Julián levantó el pulgar dando la conformidad a la apreciación del muchacho. Cerró la puerta del auto y emprendió nuevamente el viaje. Volvió a colocar en el navegador el destino final, Lezama: el sistema le indicaba una larga línea roja de demoras por tránsito, y unos últimos veinte kilómetros en apariencia relajados.

—Voy a llegar bien–, se dijo. Y se concentró en manejar.

VIII

Cruzó el pequeño cartel que indicaba el acceso a un pueblo llamado “El peligro” cerca de las siete de la tarde. La línea roja del navegador se había extendido conforme al avance del auto hasta hacerse una procesión que incluyó dos accidentes, uno en cada sentido de la ruta. El primero de ellos había sido bastante complicado. Estuvo detenido casi veinticinco minutos hasta que volvió a avanzar la fila de autos.
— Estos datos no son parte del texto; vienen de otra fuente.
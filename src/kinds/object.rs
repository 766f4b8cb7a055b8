use super::{body_mismatch, shell_mismatch};
use crate::error::Result;
use crate::registry::TypeStrategy;
use crate::value::{Fields, Instance};

/// Strategy for generic objects: the full set of named fields is copied out on encode and set
/// directly on a blank instance on decode, with no constructor involved.
pub struct ObjectStrategy {
    name: String,
    singleton: bool,
}

impl ObjectStrategy {
    pub fn new<S: Into<String>>(name: S) -> Self {
        Self {
            name: name.into(),
            singleton: false,
        }
    }

    /// A type with one shared instance. Allocating it always hands back that instance.
    pub fn singleton<S: Into<String>>(name: S) -> Self {
        Self {
            name: name.into(),
            singleton: true,
        }
    }
}

impl TypeStrategy for ObjectStrategy {
    fn type_name(&self) -> &str {
        &self.name
    }

    fn is_singleton(&self) -> bool {
        self.singleton
    }

    fn allocate(&self) -> Result<Instance> {
        Ok(Instance::generic(self.name.as_str()))
    }

    fn extract(&self, instance: &Instance) -> Result<Fields> {
        instance
            .fields()
            .cloned()
            .ok_or_else(|| body_mismatch(&self.name, instance))
    }

    fn inject(&self, instance: &mut Instance, fields: Fields) -> Result<()> {
        let target = instance
            .fields_mut()
            .ok_or_else(|| shell_mismatch(&self.name))?;
        target.extend(fields);
        Ok(())
    }
}
use super::{body_mismatch, shell_mismatch, FieldReader};
use crate::error::Result;
use crate::registry::TypeStrategy;
use crate::value::{Body, Fields, Instance, Object, Value};

/// A named enumerator token.
///
/// Tokens decode as fresh objects: two tokens with the same name in different envelopes are
/// value-equal but not the same handle. Within one graph, sharing a single token handle is
/// preserved like any other aggregate.
#[derive(Clone, Debug, Default, PartialEq, Eq, Hash)]
pub struct Token {
    name: String,
}

impl Token {
    pub fn new<S: Into<String>>(name: S) -> Self {
        Self { name: name.into() }
    }

    pub fn name(&self) -> &str {
        &self.name
    }
}

impl From<Token> for Value {
    fn from(v: Token) -> Self {
        Value::Object(Object::new(Instance::new(
            TokenStrategy::TYPE_NAME,
            Body::Token(v),
        )))
    }
}

pub(crate) fn extract(t: &Token) -> Fields {
    let mut fields = Fields::with_capacity(1);
    fields.insert("s".into(), t.name.as_str().into());
    fields
}

pub struct TokenStrategy {
    name: String,
}

impl TokenStrategy {
    pub const TYPE_NAME: &'static str = "Symbol";

    pub fn named<S: Into<String>>(name: S) -> Self {
        Self { name: name.into() }
    }
}

impl Default for TokenStrategy {
    fn default() -> Self {
        Self::named(Self::TYPE_NAME)
    }
}

impl TypeStrategy for TokenStrategy {
    fn type_name(&self) -> &str {
        &self.name
    }

    fn allocate(&self) -> Result<Instance> {
        Ok(Instance::new(self.name.as_str(), Body::Token(Token::default())))
    }

    fn extract(&self, instance: &Instance) -> Result<Fields> {
        match instance.body() {
            Body::Token(t) => Ok(extract(t)),
            _ => Err(body_mismatch(&self.name, instance)),
        }
    }

    fn inject(&self, instance: &mut Instance, fields: Fields) -> Result<()> {
        let mut r = FieldReader::new(&self.name, fields);
        let name = r.string("s")?;
        r.finish()?;
        match instance.body_mut() {
            Body::Token(slot) => {
                slot.name = name;
                Ok(())
            }
            _ => Err(shell_mismatch(&self.name)),
        }
    }
}
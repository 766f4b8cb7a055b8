use std::fmt;
use std::time;

use super::{body_mismatch, FieldReader};
use crate::error::{Error, Result};
use crate::registry::TypeStrategy;
use crate::value::{Body, Fields, Instance, Object, Value};

const MAX_NANOSEC: u32 = 999_999_999;
const MAX_OFFSET: u32 = 86_399;
const SECS_PER_DAY: i128 = 86_400;
const UNIX_EPOCH_JDN: i128 = 2_440_588;

/// Julian day number of the Gregorian reform in Italy, 1582-10-15.
pub const ITALY: i64 = 2_299_161;
/// Julian day number of the Gregorian reform in England, 1752-09-14.
pub const ENGLAND: i64 = 2_361_222;
/// Reform day that makes every date Gregorian.
pub const PROLEPTIC_GREGORIAN: i64 = i64::MIN;
/// Reform day that makes every date Julian.
pub const PROLEPTIC_JULIAN: i64 = i64::MAX;

/// A point in time with a fixed UTC offset and a calendar reform day.
///
/// The instant itself is kept as seconds + nanoseconds since the Unix epoch. The offset and the
/// reform day only affect how the instant maps onto a civil date: days before the reform use the
/// Julian calendar, days on or after it use the Gregorian calendar.
#[derive(Copy, Clone, Debug, PartialEq, Eq, Hash)]
pub struct Timestamp {
    sec: i64,
    nano: u32,
    offset: i32,
    reform: i64,
}

/// Wall-clock fields of a [`Timestamp`] in its own offset and calendar.
#[derive(Copy, Clone, Debug, PartialEq, Eq, Hash)]
pub struct Civil {
    pub year: i64,
    pub month: u8,
    pub day: u8,
    pub hour: u8,
    pub minute: u8,
    pub second: u8,
}

impl Civil {
    pub fn date(year: i64, month: u8, day: u8) -> Civil {
        Civil {
            year,
            month,
            day,
            hour: 0,
            minute: 0,
            second: 0,
        }
    }

    pub fn and_time(self, hour: u8, minute: u8, second: u8) -> Civil {
        Civil {
            hour,
            minute,
            second,
            ..self
        }
    }
}

impl Timestamp {
    /// Create a UTC timestamp from a raw seconds + nanoseconds value
    pub fn from_utc(sec: i64, nano: u32) -> Option<Timestamp> {
        if nano > MAX_NANOSEC {
            None
        } else {
            Some(Timestamp {
                sec,
                nano,
                offset: 0,
                reform: ITALY,
            })
        }
    }

    pub fn from_sec(sec: i64) -> Timestamp {
        Timestamp {
            sec,
            nano: 0,
            offset: 0,
            reform: ITALY,
        }
    }

    /// Create a timestamp from wall-clock fields read in the given offset and calendar reform.
    /// Fails on out-of-range fields and on dates that don't exist in that calendar, including
    /// the days skipped by the reform itself.
    pub fn from_civil(civil: Civil, nano: u32, offset: i32, reform: i64) -> Option<Timestamp> {
        if !(1..=12).contains(&civil.month)
            || !(1..=31).contains(&civil.day)
            || civil.hour > 23
            || civil.minute > 59
            || civil.second > 59
            || nano > MAX_NANOSEC
            || offset.unsigned_abs() > MAX_OFFSET
        {
            return None;
        }
        let (y, m, d) = (civil.year as i128, civil.month as i128, civil.day as i128);
        let mut jdn = gregorian_jdn(y, m, d);
        if jdn < reform as i128 {
            jdn = julian_jdn(y, m, d);
        }
        if civil_date(jdn, reform) != (y, civil.month, civil.day) {
            return None;
        }
        let local = (jdn - UNIX_EPOCH_JDN) * SECS_PER_DAY
            + civil.hour as i128 * 3600
            + civil.minute as i128 * 60
            + civil.second as i128;
        let sec = i64::try_from(local - offset as i128).ok()?;
        Some(Timestamp {
            sec,
            nano,
            offset,
            reform,
        })
    }

    /// Same instant, read in a different UTC offset (in seconds).
    pub fn with_offset(self, offset: i32) -> Option<Timestamp> {
        if offset.unsigned_abs() > MAX_OFFSET {
            None
        } else {
            Some(Timestamp { offset, ..self })
        }
    }

    /// Same instant, read with a different calendar reform day.
    pub fn with_reform(self, reform: i64) -> Timestamp {
        Timestamp { reform, ..self }
    }

    /// Return the UNIX timestamp (number of seconds since January 1, 1970 0:00:00 UTC).
    pub fn timestamp_utc(&self) -> i64 {
        self.sec
    }

    /// Returns the number of nanoseconds past the second count.
    pub fn timestamp_subsec_nanos(&self) -> u32 {
        self.nano
    }

    pub fn offset(&self) -> i32 {
        self.offset
    }

    pub fn reform(&self) -> i64 {
        self.reform
    }

    /// Wall-clock fields in this timestamp's offset and calendar.
    pub fn civil(&self) -> Civil {
        let local = self.sec as i128 + self.offset as i128;
        let days = local.div_euclid(SECS_PER_DAY);
        let secs = local.rem_euclid(SECS_PER_DAY);
        let (year, month, day) = civil_date(days + UNIX_EPOCH_JDN, self.reform);
        Civil {
            // An i64 second count spans far fewer than i64::MAX years.
            year: year as i64,
            month,
            day,
            hour: (secs / 3600) as u8,
            minute: (secs % 3600 / 60) as u8,
            second: (secs % 60) as u8,
        }
    }

    /// Create a Timestamp based on the current system time. Can fail if the system clock is
    /// before the Unix Epoch.
    pub fn now() -> Option<Timestamp> {
        match time::SystemTime::now().duration_since(time::SystemTime::UNIX_EPOCH) {
            Ok(t) => Timestamp::from_utc(t.as_secs() as i64, t.subsec_nanos()),
            Err(_) => None,
        }
    }
}

impl Default for Timestamp {
    fn default() -> Self {
        Timestamp::from_sec(0)
    }
}

impl fmt::Display for Timestamp {
    fn fmt(&self, f: &mut fmt::Formatter) -> fmt::Result {
        let c = self.civil();
        let sign = if self.offset < 0 { '-' } else { '+' };
        let off = self.offset.unsigned_abs();
        write!(
            f,
            "{:04}-{:02}-{:02}T{:02}:{:02}:{:02}.{:09}{}{:02}:{:02}",
            c.year,
            c.month,
            c.day,
            c.hour,
            c.minute,
            c.second,
            self.nano,
            sign,
            off / 3600,
            off % 3600 / 60
        )
    }
}

impl From<Timestamp> for Value {
    fn from(v: Timestamp) -> Self {
        Value::Object(Object::new(Instance::new(
            TimeStrategy::TYPE_NAME,
            Body::Time(v),
        )))
    }
}

fn gregorian_jdn(y: i128, m: i128, d: i128) -> i128 {
    let a = (14 - m) / 12;
    let y = y + 4800 - a;
    let m = m + 12 * a - 3;
    d + (153 * m + 2) / 5 + 365 * y + y.div_euclid(4) - y.div_euclid(100) + y.div_euclid(400)
        - 32045
}

fn julian_jdn(y: i128, m: i128, d: i128) -> i128 {
    let a = (14 - m) / 12;
    let y = y + 4800 - a;
    let m = m + 12 * a - 3;
    d + (153 * m + 2) / 5 + 365 * y + y.div_euclid(4) - 32083
}

fn civil_date(jdn: i128, reform: i64) -> (i128, u8, u8) {
    let mut f = jdn + 1401;
    if jdn >= reform as i128 {
        f += ((4 * jdn + 274_277).div_euclid(146_097) * 3).div_euclid(4) - 38;
    }
    let e = 4 * f + 3;
    let g = e.rem_euclid(1461).div_euclid(4);
    let h = 5 * g + 2;
    let day = h.rem_euclid(153).div_euclid(5) + 1;
    let month = (h.div_euclid(153) + 2).rem_euclid(12) + 1;
    let year = e.div_euclid(1461) - 4716 + (14 - month).div_euclid(12);
    (year, month as u8, day as u8)
}

/// Temporal values: `y m d H M S` wall-clock fields, `ns` nanoseconds, `of` UTC offset in
/// seconds, `sg` calendar reform day.
pub struct TimeStrategy {
    name: String,
}

impl TimeStrategy {
    pub const TYPE_NAME: &'static str = "Time";

    pub fn named<S: Into<String>>(name: S) -> Self {
        Self { name: name.into() }
    }
}

impl Default for TimeStrategy {
    fn default() -> Self {
        Self::named(Self::TYPE_NAME)
    }
}

pub(crate) fn extract(t: &Timestamp) -> Fields {
    let c = t.civil();
    let mut fields = Fields::with_capacity(9);
    fields.insert("y".into(), c.year.into());
    fields.insert("m".into(), c.month.into());
    fields.insert("d".into(), c.day.into());
    fields.insert("H".into(), c.hour.into());
    fields.insert("M".into(), c.minute.into());
    fields.insert("S".into(), c.second.into());
    fields.insert("ns".into(), t.nano.into());
    fields.insert("of".into(), t.offset.into());
    fields.insert("sg".into(), t.reform.into());
    fields
}

impl TypeStrategy for TimeStrategy {
    fn type_name(&self) -> &str {
        &self.name
    }

    fn allocate(&self) -> Result<Instance> {
        Ok(Instance::new(self.name.as_str(), Body::Time(Timestamp::default())))
    }

    fn extract(&self, instance: &Instance) -> Result<Fields> {
        match instance.body() {
            Body::Time(t) => Ok(extract(t)),
            _ => Err(body_mismatch(&self.name, instance)),
        }
    }

    fn inject(&self, instance: &mut Instance, fields: Fields) -> Result<()> {
        let mut r = FieldReader::new(&self.name, fields);
        let civil = Civil {
            year: r.int("y")?,
            month: r.narrow("m")?,
            day: r.narrow("d")?,
            hour: r.narrow("H")?,
            minute: r.narrow("M")?,
            second: r.narrow("S")?,
        };
        let nano = r.narrow("ns")?;
        let offset = r.narrow("of")?;
        let reform = r.int("sg")?;
        r.finish()?;
        let t = Timestamp::from_civil(civil, nano, offset, reform).ok_or_else(|| {
            Error::format(format!("{} fields don't name a valid time", self.name))
        })?;
        match instance.body_mut() {
            Body::Time(slot) => {
                *slot = t;
                Ok(())
            }
            _ => Err(Error::format(format!("{} shell is not a time", self.name))),
        }
    }
}
//! The special value kinds.
//!
//! Each kind is a plain Rust type stored in an [`Instance`] body, plus a [`TypeStrategy`] that
//! maps it onto a fixed set of named fields. None of them go through generic attribute copying.
//!
//! | Kind        | Default type name | Fields                                         |
//! | --          | --                | --                                             |
//! | Timestamp   | `Time`            | `y m d H M S` wall clock, `ns`, `of`, `sg`     |
//! | Ratio       | `Rational`        | `n` numerator, `d` denominator                 |
//! | Pattern     | `Regexp`          | `s` source, `o` option bits                    |
//! | RangeValue  | `Range`           | `b` start, `e` end, `x` end excluded           |
//! | Token       | `Symbol`          | `s` name                                       |
//! | Record      | `Struct`          | `v` sequence of ordered values                 |
//! | ErrorValue  | `Exception`       | `m` message, `b` trace sequence                |

use std::convert::TryFrom;
use std::sync::Arc;

use crate::error::{Error, Result};
use crate::registry::TypeStrategy;
use crate::value::{Body, Fields, Instance, Seq, Value};

mod error_value;
mod object;
mod pattern;
mod range;
mod ratio;
mod record;
mod time;
mod token;

pub use self::error_value::{ErrorStrategy, ErrorValue};
pub use self::object::ObjectStrategy;
pub use self::pattern::{Pattern, PatternOptions, PatternStrategy};
pub use self::range::{RangeStrategy, RangeValue};
pub use self::ratio::{Ratio, RatioStrategy};
pub use self::record::{Record, RecordStrategy};
pub use self::time::{
    Civil, TimeStrategy, Timestamp, ENGLAND, ITALY, PROLEPTIC_GREGORIAN, PROLEPTIC_JULIAN,
};
pub use self::token::{Token, TokenStrategy};

/// Strategies for every special kind under its default type name.
pub(crate) fn builtin_strategies() -> Vec<Arc<dyn TypeStrategy>> {
    vec![
        Arc::new(TimeStrategy::default()),
        Arc::new(RatioStrategy::default()),
        Arc::new(PatternStrategy::default()),
        Arc::new(RangeStrategy::default()),
        Arc::new(TokenStrategy::default()),
        Arc::new(RecordStrategy::default()),
        Arc::new(ErrorStrategy::default()),
    ]
}

/// Field extraction by body alone, for instances whose type name has no registered strategy.
pub(crate) fn extract_builtin(instance: &Instance) -> Fields {
    match instance.body() {
        Body::Fields(f) => f.clone(),
        Body::Time(t) => time::extract(t),
        Body::Ratio(r) => ratio::extract(r),
        Body::Pattern(p) => pattern::extract(p),
        Body::Range(r) => range::extract(r),
        Body::Token(t) => token::extract(t),
        Body::Record(r) => record::extract(r),
        Body::Error(e) => error_value::extract(e),
    }
}

pub(crate) fn body_mismatch(name: &str, instance: &Instance) -> Error {
    Error::serialization(format!(
        "{} strategy cannot extract an instance of {}",
        name,
        instance.type_name()
    ))
}

pub(crate) fn shell_mismatch(name: &str) -> Error {
    Error::format(format!("{} shell has the wrong body", name))
}

/// Pulls the fixed field set of a special kind out of a decoded field map. Every field must be
/// taken exactly once; leftovers are rejected by [`finish`](Self::finish).
pub(crate) struct FieldReader<'a> {
    type_name: &'a str,
    fields: Fields,
}

impl<'a> FieldReader<'a> {
    pub fn new(type_name: &'a str, fields: Fields) -> Self {
        Self { type_name, fields }
    }

    fn wrong_type(&self, key: &str, expected: &str) -> Error {
        Error::format(format!(
            "{} field `{}` must be {}",
            self.type_name, key, expected
        ))
    }

    pub fn take(&mut self, key: &str) -> Result<Value> {
        self.fields.shift_remove(key).ok_or_else(|| {
            Error::format(format!("{} is missing field `{}`", self.type_name, key))
        })
    }

    pub fn int(&mut self, key: &str) -> Result<i64> {
        self.take(key)?
            .as_i64()
            .ok_or_else(|| self.wrong_type(key, "an integer"))
    }

    /// An integer field that must also fit a narrower type.
    pub fn narrow<T: TryFrom<i64>>(&mut self, key: &str) -> Result<T> {
        let v = self.int(key)?;
        T::try_from(v).map_err(|_| self.wrong_type(key, "in range"))
    }

    pub fn string(&mut self, key: &str) -> Result<String> {
        match self.take(key)? {
            Value::Str(s) => Ok(s),
            _ => Err(self.wrong_type(key, "a string")),
        }
    }

    pub fn bool(&mut self, key: &str) -> Result<bool> {
        self.take(key)?
            .as_bool()
            .ok_or_else(|| self.wrong_type(key, "a boolean"))
    }

    pub fn seq(&mut self, key: &str) -> Result<Seq> {
        match self.take(key)? {
            Value::Seq(s) => Ok(s),
            _ => Err(self.wrong_type(key, "a sequence")),
        }
    }

    pub fn finish(self) -> Result<()> {
        match self.fields.keys().next() {
            None => Ok(()),
            Some(key) => Err(Error::format(format!(
                "{} has unknown field `{}`",
                self.type_name, key
            ))),
        }
    }
}

#[cfg(test)]
mod test {
    use super::*;

    #[test]
    fn reader_takes_each_field_once() {
        let mut fields = Fields::new();
        fields.insert("n".into(), Value::from(3));
        fields.insert("s".into(), Value::from("x"));
        let mut r = FieldReader::new("Thing", fields);
        assert_eq!(r.int("n").unwrap(), 3);
        assert!(r.int("n").unwrap_err().is_format());
        assert!(r.int("s").unwrap_err().is_format());
        r.finish().unwrap();
    }

    #[test]
    fn reader_rejects_leftovers_and_overflow() {
        let mut fields = Fields::new();
        fields.insert("m".into(), Value::from(300));
        fields.insert("extra".into(), Value::Null);
        let mut r = FieldReader::new("Thing", fields);
        assert!(r.narrow::<u8>("m").unwrap_err().is_format());
        let err = r.finish().unwrap_err();
        assert_eq!(err.to_string(), "Malformed envelope: Thing has unknown field `extra`");
    }

    #[test]
    fn every_builtin_has_a_distinct_name() {
        let mut names: Vec<String> = builtin_strategies()
            .iter()
            .map(|s| s.type_name().to_owned())
            .collect();
        names.sort();
        names.dedup();
        assert_eq!(
            names,
            vec!["Exception", "Range", "Rational", "Regexp", "Struct", "Symbol", "Time"]
        );
    }
}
Al llegar al lugar del hecho pudo observar dos ambulancias y un coche que apenas podía identificarse el modelo. Alguien había dado su último respiro allí.

—menos mal que te rompiste todo, hijo de puta–, dijo Julián mientras pasaba lentamente por el costado de la primer ambulancia. –Que si voy a llegar con lo justo, al menos que valga la pena–.

El médico que estaba cerrando la puerta de la ambulancia lo miró, como si le estuviera leyendo el pensamiento. Por un segundo se cruzaron las miradas y el gesto que hizo el doctor parecía adivinar el regocijo del conductor de ese auto, al borde de la morbosidad, al pasar a su lado.

La noche ya había empezado a caer. Había pocos puestos de ruta abiertos, y tenía que parar si o si en uno de ellos. Salió de la ruta en la salida que marcaba la entrada alternativa al pueblo de amenazador nombre y continuó avanzando por el camino de tierra que corría paralelo. Allí distinguió, a la distancia, dos grupos de luces pequeñas al costado de la ruta. Todavía quedaban unos quince kilómetros para llegar a Lezama. Desbloqueó su celular y comprobó otra vez el horario, temperatura y la distancia al destino.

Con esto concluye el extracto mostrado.